━━ Records for this exercise

//! Per-bucket visited ordinal sets.

use crate::bit_array::BitArray;
use crate::breaker::MemoryBreaker;
use crate::error::CardinalityError;
use crate::BucketOrd;

/// Bucket-indexed arena of optional bit arrays; `None` marks a bucket that has not been
/// collected into (or whose bits were already folded into a sketch).
#[derive(Debug, Default)]
pub struct VisitedOrdinals {
    max_ord: u64,
    buckets: Vec<Option<BitArray>>,
}

impl VisitedOrdinals {
    pub fn new(max_ord: u64) -> Self {
        Self {
            max_ord,
            buckets: Vec::new(),
        }
    }

    #[inline]
    pub fn max_ord(&self) -> u64 {
        self.max_ord
    }

    /// One past the highest bucket slot allocated so far
    #[inline]
    pub fn len(&self) -> usize {
        self.buckets.len()
    }

    #[inline]
    pub fn is_empty(&self) -> bool {
        self.buckets.is_empty()
    }

    #[inline]
    pub fn get(&self, bucket: BucketOrd) -> Option<&BitArray> {
        self.buckets.get(bucket).and_then(Option::as_ref)
    }

    /// Bits of `bucket`, allocating slots and the bit array on first use
    pub fn get_or_create(
        &mut self,
        bucket: BucketOrd,
        breaker: &mut MemoryBreaker,
    ) -> Result<&mut BitArray, CardinalityError> {
        if bucket >= self.buckets.len() {
            // `Vec` grows geometrically
            self.buckets.resize_with(bucket + 1, || None);
        }
        let max_ord = self.max_ord;
        let slot = &mut self.buckets[bucket];
        let bits = match slot {
            Some(bits) => bits,
            None => slot.insert(allocate(max_ord, breaker)?),
        };
        Ok(bits)
    }

    /// Detach the bits of `bucket`, leaving it absent.
    pub fn take(&mut self, bucket: BucketOrd, breaker: &mut MemoryBreaker) -> Option<BitArray> {
        let bits = self.buckets.get_mut(bucket).and_then(Option::take)?;
        breaker.release(BitArray::bytes_for(self.max_ord));
        Some(bits)
    }

    /// Drop the bits of every bucket still held
    pub fn clear(&mut self, breaker: &mut MemoryBreaker) {
        let bytes = BitArray::bytes_for(self.max_ord);
        for _ in self.buckets.drain(..).flatten() {
            breaker.release(bytes);
        }
    }

    /// Union of every bucket's bits
    pub fn union_all(&self, breaker: &mut MemoryBreaker) -> Result<BitArray, CardinalityError> {
        let mut all = allocate(self.max_ord, breaker)?;
        self.buckets
            .iter()
            .rev()
            .flatten()
            .for_each(|bits| all.or(bits));
        Ok(all)
    }
}

/// Allocate an accounted bit array, undoing the reservation if allocation fails
fn allocate(max_ord: u64, breaker: &mut MemoryBreaker) -> Result<BitArray, CardinalityError> {
    let bytes = BitArray::bytes_for(max_ord);
    breaker.reserve(bytes)?;
    BitArray::new(max_ord).inspect_err(|_| breaker.release(bytes))
}

#[cfg(test)]
mod tests {
    use super::*;

    #[test]
    fn test_lazy_buckets() {
        let mut breaker = MemoryBreaker::default();
        let mut visited = VisitedOrdinals::new(100);
        assert!(visited.is_empty());
        visited.get_or_create(5, &mut breaker).unwrap().set(7);
        visited.get_or_create(5, &mut breaker).unwrap().set(9);
        visited.get_or_create(2, &mut breaker).unwrap().set(9);
        assert_eq!(visited.len(), 6);
        assert!(visited.get(0).is_none());
        assert_eq!(visited.get(5).unwrap().cardinality(), 2);
        assert_eq!(breaker.used(), 2 * BitArray::bytes_for(100));

        let all = visited.union_all(&mut breaker).unwrap();
        assert_eq!(all.iter_ones().collect::<Vec<_>>(), vec![7, 9]);

        let bits = visited.take(5, &mut breaker).unwrap();
        assert_eq!(bits.cardinality(), 2);
        assert!(visited.get(5).is_none());
        assert!(visited.take(5, &mut breaker).is_none());
        assert!(visited.take(50, &mut breaker).is_none());

        breaker.release(BitArray::bytes_for(100));
        visited.clear(&mut breaker);
        assert!(visited.is_empty());
        assert_eq!(breaker.used(), 0);
    }

    #[test]
    fn test_breaker_limit() {
        let mut breaker = MemoryBreaker::new(Some(BitArray::bytes_for(1000)));
        let mut visited = VisitedOrdinals::new(1000);
        visited.get_or_create(0, &mut breaker).unwrap();
        assert!(matches!(
            visited.get_or_create(1, &mut breaker),
            Err(CardinalityError::MemoryLimitExceeded { .. })
        ));
        assert!(visited.get(1).is_none());
    }
}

━━━━

Wherever the string "Some" appears in a line of the records, copy that line.

            Some(bits) => bits,
        Some(bits)
        let mut breaker = MemoryBreaker::new(Some(BitArray::bytes_for(1000)));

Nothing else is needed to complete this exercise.